DEFENCE chiefs are being urged to give assurances they are monitoring potentially dangerous unexploded wartime bombs in the River Clyde and that nuclear submarines based at Faslane will not disturb them.

The call is being made by Inverclyde MP Ronnie Cowan who is due to put his concerns to Defence Procurement Minister Philip Dunne next month.

Cowan arranged the meeting after dozens of his constituents were evacuated from their homes in Gourock last year after a sea mine was found by divers off the town.

Following the incident, the SNP MP raised questions about how the aerial bombardment of the Lower Clyde continued to impact on the area and was told by the Ministry of Defence (MoD) that only 20 per cent of the bombs dropped along the UK coast had been accounted for.
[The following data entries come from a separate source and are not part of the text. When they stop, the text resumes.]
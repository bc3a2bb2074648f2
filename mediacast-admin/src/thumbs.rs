//! Thumbnail generation for uploaded podcast artwork
//!
//! Every upload is rendered to JPEG at each configured size, scaled to fit
//! while preserving aspect ratio and centered on a white canvas so the
//! output dimensions are always exact. The original upload bytes are kept
//! alongside as a backup with their source extension.

use crate::error::{Error, Result};
use image::imageops::FilterType;
use image::{DynamicImage, ImageFormat, Rgb, RgbImage};
use std::path::{Path, PathBuf};
use tracing::debug;

/// Thumbnail sizes generated for podcast artwork, keyed by size label
pub const PODCAST_THUMB_SIZES: &[(&str, (u32, u32))] =
    &[("s", (128, 128)), ("m", (160, 160)), ("l", (410, 410))];

/// Path of a generated thumbnail (or original backup) for a podcast.
///
/// Layout: `<images_dir>/podcasts/<id><key>.<ext>`, e.g. `podcasts/3l.jpg`
/// or `podcasts/3orig.png`.
pub fn thumb_path(images_dir: &Path, podcast_id: i64, key: &str, ext: &str) -> PathBuf {
    images_dir
        .join("podcasts")
        .join(format!("{}{}.{}", podcast_id, key, ext))
}

/// Scale an image to fit within `(width, height)` and center it on a white
/// canvas of exactly that size.
pub fn resize_thumb(img: &DynamicImage, (width, height): (u32, u32)) -> RgbImage {
    let scaled = img.resize(width, height, FilterType::Lanczos3).to_rgb8();

    let mut canvas = RgbImage::from_pixel(width, height, Rgb([255, 255, 255]));
    let x = (width - scaled.width()) / 2;
    let y = (height - scaled.height()) / 2;
    image::imageops::overlay(&mut canvas, &scaled, x as i64, y as i64);
    canvas
}

/// Write JPEG thumbnails for every configured size
pub fn save_thumbs(images_dir: &Path, podcast_id: i64, img: &DynamicImage) -> Result<()> {
    std::fs::create_dir_all(images_dir.join("podcasts"))?;

    for (key, xy) in PODCAST_THUMB_SIZES {
        let path = thumb_path(images_dir, podcast_id, key, "jpg");
        let thumb = resize_thumb(img, *xy);
        thumb
            .save_with_format(&path, ImageFormat::Jpeg)
            .map_err(|e| Error::Internal(format!("Failed to write thumbnail: {}", e)))?;
        debug!("Wrote thumbnail {}", path.display());
    }
    Ok(())
}

/// Back up the original upload bytes next to the generated thumbnails,
/// keeping the source file extension.
pub fn backup_original(
    images_dir: &Path,
    podcast_id: i64,
    filename: &str,
    bytes: &[u8],
) -> Result<PathBuf> {
    std::fs::create_dir_all(images_dir.join("podcasts"))?;

    let ext = Path::new(filename)
        .extension()
        .and_then(|e| e.to_str())
        .map(|e| e.to_ascii_lowercase())
        .filter(|e| !e.is_empty() && e.chars().all(|c| c.is_ascii_alphanumeric()))
        .unwrap_or_else(|| "jpg".to_string());

    let path = thumb_path(images_dir, podcast_id, "orig", &ext);
    std::fs::write(&path, bytes)?;
    Ok(path)
}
“Scotland deserves better than the UK Government’s relaxed attitude towards our maritime safety, especially when submarines carrying up to 40 nuclear warheads routinely pass our shore on the way to Faslane,” said Cowan.

“Vague assurances are not enough, and we still don’t know how much unexploded munitions could still be in the Clyde, and what procedures the UK Government has in place to monitor and dispose of unexploded ordnance before it becomes a problem.”

He added: “I will use my upcoming meeting with the MoD to press for further detail and assurances that the UK Government is taking this issue seriously.

“The revelation that only 20 per cent of the ordnance dumped in the sea has ever been accounted for is serious cause for concern.

“The sea mine found near Gourock last year shows that unexploded ordnance can still pose a serious threat to shipping in the area.”

Hundreds of thousands of bombs were dropped on Britain in the Second World War.

They are regularly found, often leading to an evacuation of the area before the bomb is safely defused in a controlled explosion.

Last year Matt Brosnan, a historian at the Imperial War Museum, said it was impossible to know exactly how many devices were undiscovered.

“Just to put it in context, the Luftwaffe dropped 24,000 tonnes of high explosive on London in 85 major raids during the war,” he said.

“Clearly not all of those would have exploded, because of defects or other reasons, and they could have buried themselves [below] the surface so we simply don’t know where they are.”

Brosnan said that the bombs are unlikely to explode, but their threat should not be underestimated.

“The risk is in their unpredictability, they are inherently unstable and still contain explosives, which is why they are treated so seriously and have to be disposed of properly and safely,” he added last year.

The largest bombs dropped on Britain were almost 4,000lb (1,800kg) devices nicknamed Satans.

“I think the cordons put in place today give you an idea of how wide the damage could be,” said Brosnan.

“They would destroy buildings, make them totally uninhabitable, not to mention lives that would be lost.”

Glasgow, Greenock and Clydebank were among the places targeted by the Luftwaffe.

A cordon of 200 metres was set up in Gourock last year after the unexploded mine was found off Gourock.

People living 500m from the detonation site were warned not to stand beside the windows because of fears over the size of the blast.

A guide on dealing with unexploded devices was released by the Construction Industry Research and Information Association (CIRIA) in 2009.

The CIRIA guide said as well as posing a risk, the discovery of unexploded devices can have “significant implications” for builders, causing delays and an increase in costs.

Last night an MoD spokesman said: “The Department places the safety of our nuclear fleet at the highest possible level and there are continuous attempts to ensure that any potential threats to our submarines are monitored.”